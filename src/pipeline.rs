//! Assessment pipeline: build -> invoke -> extract -> normalize
//!
//! Each run is independent and all-or-nothing. The first failing stage ends the
//! run; nothing is retried here.

use std::fmt;
use std::sync::Arc;
use std::time::Instant;

use tracing::{debug, error, info};

use crate::clients::VisionCapability;
use crate::error::{AuditError, Result};
use crate::extract::{extract_payload, snippet};
use crate::models::{AnalysisResult, Submission};
use crate::normalize::normalize;
use crate::prompts::build_prompt;

const LOG_SNIPPET_CHARS: usize = 2000;

#[derive(Debug, Clone, Copy, PartialEq, Eq)]
pub enum PipelineStage {
    Building,
    Invoking,
    Extracting,
    Normalizing,
    Done,
}

impl fmt::Display for PipelineStage {
    fn fmt(&self, f: &mut fmt::Formatter<'_>) -> fmt::Result {
        let name = match self {
            PipelineStage::Building => "building",
            PipelineStage::Invoking => "invoking",
            PipelineStage::Extracting => "extracting",
            PipelineStage::Normalizing => "normalizing",
            PipelineStage::Done => "done",
        };
        f.write_str(name)
    }
}

/// Stateless orchestrator; share it behind `Arc` across concurrent submissions
pub struct AssessmentPipeline {
    capability: Arc<dyn VisionCapability>,
}

impl AssessmentPipeline {
    pub fn new(capability: Arc<dyn VisionCapability>) -> Self {
        Self { capability }
    }

    pub fn capability_name(&self) -> &str {
        self.capability.name()
    }

    pub async fn run(&self, submission: &Submission) -> Result<AnalysisResult> {
        let started = Instant::now();
        let workspace = submission.workspace_name.as_str();

        let mut stage = PipelineStage::Building;
        debug!(%stage, workspace, images = submission.images.len(), "assessment stage");
        let prompt = build_prompt(workspace, &submission.images)
            .map_err(|e| fail(stage, workspace, e, None))?;

        stage = PipelineStage::Invoking;
        debug!(%stage, workspace, capability = self.capability.name(), "assessment stage");
        let reply = self
            .capability
            .complete(&prompt)
            .await
            .map_err(|e| fail(stage, workspace, e, None))?;

        stage = PipelineStage::Extracting;
        debug!(%stage, workspace, reply_chars = reply.len(), "assessment stage");
        let payload =
            extract_payload(&reply).map_err(|e| fail(stage, workspace, e, Some(reply.as_str())))?;

        stage = PipelineStage::Normalizing;
        debug!(%stage, workspace, "assessment stage");
        let result =
            normalize(payload).map_err(|e| fail(stage, workspace, e, Some(reply.as_str())))?;

        stage = PipelineStage::Done;
        info!(
            %stage,
            workspace,
            overall_score = result.overall_score,
            grade = %result.grade(),
            findings = result.findings.total(),
            elapsed_ms = started.elapsed().as_millis() as u64,
            "assessment complete"
        );
        Ok(result)
    }
}

/// Log a failed run with enough context to diagnose prompt or schema drift
fn fail(stage: PipelineStage, workspace: &str, err: AuditError, reply: Option<&str>) -> AuditError {
    let kind = err.kind();
    match (&err, reply) {
        (AuditError::TransportFailure { status, body, .. }, _) => error!(
            %stage,
            %kind,
            workspace,
            status = ?status,
            body = %snippet(body, LOG_SNIPPET_CHARS),
            "assessment failed: {}",
            err
        ),
        (_, Some(raw)) => error!(
            %stage,
            %kind,
            workspace,
            raw = %snippet(raw, LOG_SNIPPET_CHARS),
            "assessment failed: {}",
            err
        ),
        _ => error!(%stage, %kind, workspace, "assessment failed: {}", err),
    }
    err
}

◆ ◆ ◆ ◆ ◆

◆ **Task to carry out**:
Find how many lines contain "reply" in the data. Write that number and nothing else.

◆ **Solution below**:
6